Nonsense, said Carroll, who calls the group's leaders "plastic shaman[s]."

"No reputable traditional native healer would demand someone deny medical treatment which would save their lives, especially to a child," he said. "It's reprehensible beyond words. Only a crackpot fanatic who thinks modern medicine is part of some type of grand conspiracy would let a young boy die when there are good options to save him."
Comment:  There are probably thousands of families who are relying on pseudo-Native "shamans" for medical advice. Only a few such cases make it into the press.

This story is worth reporting because of the recent remarks of Kalisetsi and Angryindian. They've assured us that no right-thinking person can criticize Natives. That Natives are always "right" by dint of their experiences. And that anyone who says he's a Native is a Native, whether it's Ward Churchill or Landis the convicted criminal.

For more on the subject, see New Age Mystics, Healers, and Ceremonies.

P.S. Al Carroll is an occasional contributor to Blue Corn Comics. I believe he's an unenrolled Apache and has never claimed differently.

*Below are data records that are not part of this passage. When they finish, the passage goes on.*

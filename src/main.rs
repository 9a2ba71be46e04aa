use anyhow::{Context, Result};
use clap::{Parser, Subcommand};
use ralph_engines_lib::agents::output_parser::summarize_tool_call;
use ralph_engines_lib::{
    create_engine, AgentType, EngineConfig, ReviewOptions, RunChatOptions, RunStreamOptions,
    StreamEventSink,
};
use std::path::PathBuf;
use std::sync::Arc;
use std::time::Duration;

/// Ralph engines - drive AI coding agent CLIs through one contract
#[derive(Parser, Debug)]
#[command(name = "ralph-engines")]
#[command(author, version, about, long_about = None)]
struct Cli {
    /// Agent CLI to drive
    #[arg(long, global = true, default_value = "claude")]
    agent: AgentType,

    /// Engine config file (defaults to ~/.ralph-ui/engines.yaml)
    #[arg(long, global = true, env = "RALPH_ENGINES_CONFIG")]
    config: Option<PathBuf>,

    #[command(subcommand)]
    command: Commands,
}

#[derive(Subcommand, Debug)]
enum Commands {
    /// Check whether the agent CLI is installed
    Probe,

    /// Run one streamed task turn
    Stream {
        #[arg(long)]
        prompt_file: PathBuf,
        #[arg(long, default_value = ".")]
        working_dir: PathBuf,
        #[arg(long, default_value = ".ralph-ui/logs")]
        log_dir: PathBuf,
        #[arg(long, default_value_t = 1)]
        iteration: u32,
        #[arg(long)]
        model: Option<String>,
        #[arg(long)]
        skip_permissions: bool,
        #[arg(long)]
        timeout_secs: Option<u64>,
    },

    /// Send one chat message
    Chat {
        #[arg(long)]
        session_id: String,
        #[arg(long)]
        message: String,
        /// Mark this as the first message of the session
        #[arg(long)]
        first: bool,
        /// Document the conversation is about
        #[arg(long)]
        context_file: Option<PathBuf>,
        #[arg(long)]
        model: Option<String>,
        #[arg(long)]
        working_dir: Option<PathBuf>,
    },

    /// Run a structured review of the prompt in a file
    Review {
        #[arg(long)]
        prompt_file: PathBuf,
        #[arg(long)]
        output_file: Option<PathBuf>,
        #[arg(long)]
        model: Option<String>,
        #[arg(long)]
        timeout_secs: Option<u64>,
    },
}

/// Prints streamed events to stderr so stdout stays machine-readable
struct StderrSink;

impl StreamEventSink for StderrSink {
    fn on_text(&self, content: &str) {
        eprintln!("{}", content);
    }

    fn on_tool_call(&self, _id: &str, name: &str, input: &serde_json::Value) {
        eprintln!("-> {}", summarize_tool_call(name, input));
    }

    fn on_error(&self, message: &str) {
        eprintln!("!! {}", message);
    }
}

fn main() -> Result<()> {
    env_logger::init();

    let cli = Cli::parse();
    let config_path = cli.config.clone().unwrap_or_else(EngineConfig::default_path);
    let config = EngineConfig::load(&config_path)
        .with_context(|| format!("Failed to load config from {:?}", config_path))?;

    let runtime = tokio::runtime::Runtime::new().context("Failed to create tokio runtime")?;
    runtime.block_on(run(cli, Arc::new(config)))
}

async fn run(cli: Cli, config: Arc<EngineConfig>) -> Result<()> {
    let engine = create_engine(cli.agent, config);

    let output = match cli.command {
        Commands::Probe => serde_json::to_value(engine.is_available().await)?,
        Commands::Stream {
            prompt_file,
            working_dir,
            log_dir,
            iteration,
            model,
            skip_permissions,
            timeout_secs,
        } => {
            let result = engine
                .run_stream(RunStreamOptions {
                    prompt_file,
                    working_dir,
                    log_dir,
                    iteration,
                    sink: Some(Arc::new(StderrSink)),
                    skip_permissions,
                    model,
                    timeout: timeout_secs.map(Duration::from_secs),
                })
                .await;
            serde_json::to_value(result)?
        }
        Commands::Chat {
            session_id,
            message,
            first,
            context_file,
            model,
            working_dir,
        } => {
            let spec_context = match context_file {
                Some(path) => Some(
                    tokio::fs::read_to_string(&path)
                        .await
                        .with_context(|| format!("Failed to read {:?}", path))?,
                ),
                None => None,
            };
            let result = engine
                .run_chat(RunChatOptions {
                    session_id,
                    message,
                    is_first_message: first,
                    spec_context,
                    model,
                    working_dir,
                    sink: None,
                    timeout: None,
                })
                .await;
            serde_json::to_value(result)?
        }
        Commands::Review {
            prompt_file,
            output_file,
            model,
            timeout_secs,
        } => {
            let prompt = tokio::fs::read_to_string(&prompt_file)
                .await
                .with_context(|| format!("Failed to read {:?}", prompt_file))?;
            let result = engine
                .run_review(ReviewOptions {
                    prompt,
                    output_file,
                    model,
                    timeout: timeout_secs.map(Duration::from_secs),
                    working_dir: None,
                })
                .await;
            serde_json::to_value(result)?
        }
    };

    println!("{}", serde_json::to_string_pretty(&output)?);
    Ok(())
}
// CLI binary path resolution for agent tools

use std::path::PathBuf;

/// Locates an agent CLI binary by program name
pub trait BinaryResolver: Send + Sync + std::fmt::Debug {
    fn resolve(&self, program: &str) -> Option<PathBuf>;
}

/// Checks common install locations, then PATH
#[derive(Debug, Clone, Copy, Default)]
pub struct CliPathResolver;

impl CliPathResolver {
    /// Resolve Claude CLI binary path
    pub fn resolve_claude() -> Option<PathBuf> {
        Self::resolve_cli(
            "claude",
            &[dirs::home_dir().map(|h| h.join(".claude/local/claude"))],
        )
    }

    /// Resolve Gemini CLI binary path
    pub fn resolve_gemini() -> Option<PathBuf> {
        Self::resolve_cli("gemini", &[])
    }

    /// Resolve a CLI binary by checking common paths then falling back to PATH
    fn resolve_cli(name: &str, extra_paths: &[Option<PathBuf>]) -> Option<PathBuf> {
        let standard_paths = [
            dirs::home_dir().map(|h| h.join(format!(".npm-global/bin/{}", name))),
            Some(PathBuf::from(format!("/usr/local/bin/{}", name))),
            Some(PathBuf::from(format!("/opt/homebrew/bin/{}", name))),
        ];

        for path in extra_paths.iter().chain(standard_paths.iter()).flatten() {
            if path.exists() {
                log::info!("[CliPathResolver] Found {} at: {:?}", name, path);
                return Some(path.clone());
            }
        }

        Self::which(name)
    }

    /// Search PATH for a binary
    fn which(cmd: &str) -> Option<PathBuf> {
        match which::which(cmd) {
            Ok(path) => {
                log::info!("[CliPathResolver] Found {} via PATH at: {:?}", cmd, path);
                Some(path)
            }
            Err(_) => None,
        }
    }
}

impl BinaryResolver for CliPathResolver {
    fn resolve(&self, program: &str) -> Option<PathBuf> {
        match program {
            "claude" => Self::resolve_claude(),
            "gemini" => Self::resolve_gemini(),
            other => Self::resolve_cli(other, &[]),
        }
    }
}

/// An explicitly configured binary; resolves only if the file exists
#[derive(Debug, Clone)]
pub struct FixedBinary(PathBuf);

impl FixedBinary {
    pub fn new(path: impl Into<PathBuf>) -> Self {
        Self(path.into())
    }
}

impl BinaryResolver for FixedBinary {
    fn resolve(&self, _program: &str) -> Option<PathBuf> {
        if self.0.exists() {
            Some(self.0.clone())
        } else {
            log::warn!("[CliPathResolver] Configured binary {:?} does not exist", self.0);
            None
        }
    }
}
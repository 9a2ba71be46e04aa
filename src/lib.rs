//! Agent execution core for Ralph UI
//!
//! Drives command-line AI coding agents (Claude Code, Gemini CLI) through one
//! uniform contract (`agents::AgentEngine`): streamed task turns, multi-turn
//! chat and one-shot structured review.

// Module declarations
pub mod agents;
pub mod config;
pub mod error;
pub mod file_storage;
pub mod models;
pub mod parsers;
pub mod utils;

// Re-export the contract surface
pub use agents::{create_engine, AgentEngine, ChannelSink, NormalizedEvent, StreamEventSink};
pub use config::EngineConfig;
pub use error::{EngineError, EngineResult};
pub use models::*;
//! File-based storage for the agent execution core
//!
//! Global user storage (`~/.ralph-ui/`):
//! - `engines.yaml` - engine configuration
//! - `chat-sessions/{id}/` - per-session `history.json`, `history.lock` and
//!   `chat_<ts>.*` invocation logs

pub mod history;

use crate::error::{EngineError, EngineResult};
use std::fs;
use std::path::Path;

/// Ensure a directory exists, creating it if necessary
pub fn ensure_dir(path: &Path) -> EngineResult<()> {
    if !path.exists() {
        fs::create_dir_all(path).map_err(|e| EngineError::io(path, e))?;
    }
    Ok(())
}

/// Write data to a file atomically (temp file + rename)
pub fn atomic_write(path: &Path, content: &str) -> EngineResult<()> {
    let temp_path = path.with_extension("tmp");

    if let Some(parent) = path.parent() {
        ensure_dir(parent)?;
    }

    fs::write(&temp_path, content).map_err(|e| EngineError::io(&temp_path, e))?;
    fs::rename(&temp_path, path).map_err(|e| EngineError::io(path, e))?;

    Ok(())
}

/// Read a JSON file and deserialize it
pub fn read_json<T: serde::de::DeserializeOwned>(path: &Path) -> EngineResult<T> {
    let content = fs::read_to_string(path).map_err(|e| EngineError::io(path, e))?;
    Ok(serde_json::from_str(&content)?)
}

/// Write data as pretty-printed JSON atomically
pub fn write_json<T: serde::Serialize>(path: &Path, data: &T) -> EngineResult<()> {
    let content = serde_json::to_string_pretty(data)?;
    atomic_write(path, &content)
}
//! gRPC client and server surface for an embedded, single-threaded script
//! runtime.
//!
//! The crate is a concurrency and marshalling bridge: script-visible objects
//! (clients, servers, metadata, status errors, promises) live on one
//! dedicated loop thread, while all transport I/O runs on a tokio worker
//! runtime. Background workers never touch script state directly; every
//! crossing back onto the loop goes through the fallible `submit` of an
//! [`event_loop::EventLoop`].
//!
//! Entry point: [`module::RpcModule`], the script-global object exposing
//! `create_client`, `create_server`, `create_reflection_client`,
//! `enable_reflection`, and `dial`.

pub mod call_options;
pub mod client;
pub mod codec;
pub mod connection;
pub mod event_loop;
pub mod message;
pub mod metadata;
pub mod module;
pub mod options;
pub mod promise;
pub mod reflection;
pub mod server;
pub mod status;

pub use call_options::{AbortController, AbortSignal, CallOptions};
pub use client::{
    BidiCall, ClientHandle, ClientMethod, ClientOptions, ClientStreamCall, MethodShape,
    StreamItem, StreamReader, UnaryInterceptor, UnaryInvoker, UnaryPayload,
};
pub use connection::{ChannelHandle, DialOptions};
pub use event_loop::{EventLoop, LoopClosed, LoopTask, ScriptLoop};
pub use message::MessageValue;
pub use metadata::Metadata;
pub use module::{compile_proto_files, ModuleOptions, RpcModule};
pub use promise::{Completer, Promise};
pub use reflection::{ReflectionClient, ServiceDescription, TypeDescription};
pub use server::{
    Handler, HandlerReply, HandlerResult, ServerBuilder, ServerCall, ServerHandle,
    ServerInterceptor, ServerNext, ServiceHandlers,
};
pub use status::{code, RpcError};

Below:  Every New Age organization has to include bears, wolves, and eagles in its words and images.

2 comments:

Anonymous said...

I agree with virtually every point you make in your article, except for your lumping of two unrelated and dissimilar facts into the same category of detracting from the credibility of the Nemenhah organization: the band leader's conviction for fraud and one of its members winning a case for a religious exemption for the use and sale of peyote. How does WINNING a case in a court of law discredit the petitioner or the organization to which he belongs? The only purpose that piece of information seems to serve in your article is to harp on your readship's supposed suspicion and distaste of anything that is "drug"-related, which unfortunately detracts from your otherwise well-aimed and intellectually rigorous analysis.

Rob said...

Jon Tevlin brought up the point about James Mooney, Anonymous, not me. I didn't edit it out because I generally don't edit sentences out of the middle of postings.

But you're right...the Mooney case doesn't seem to help Tevlin's argument. Tevlin probably included it to inflame his readers against "drug users."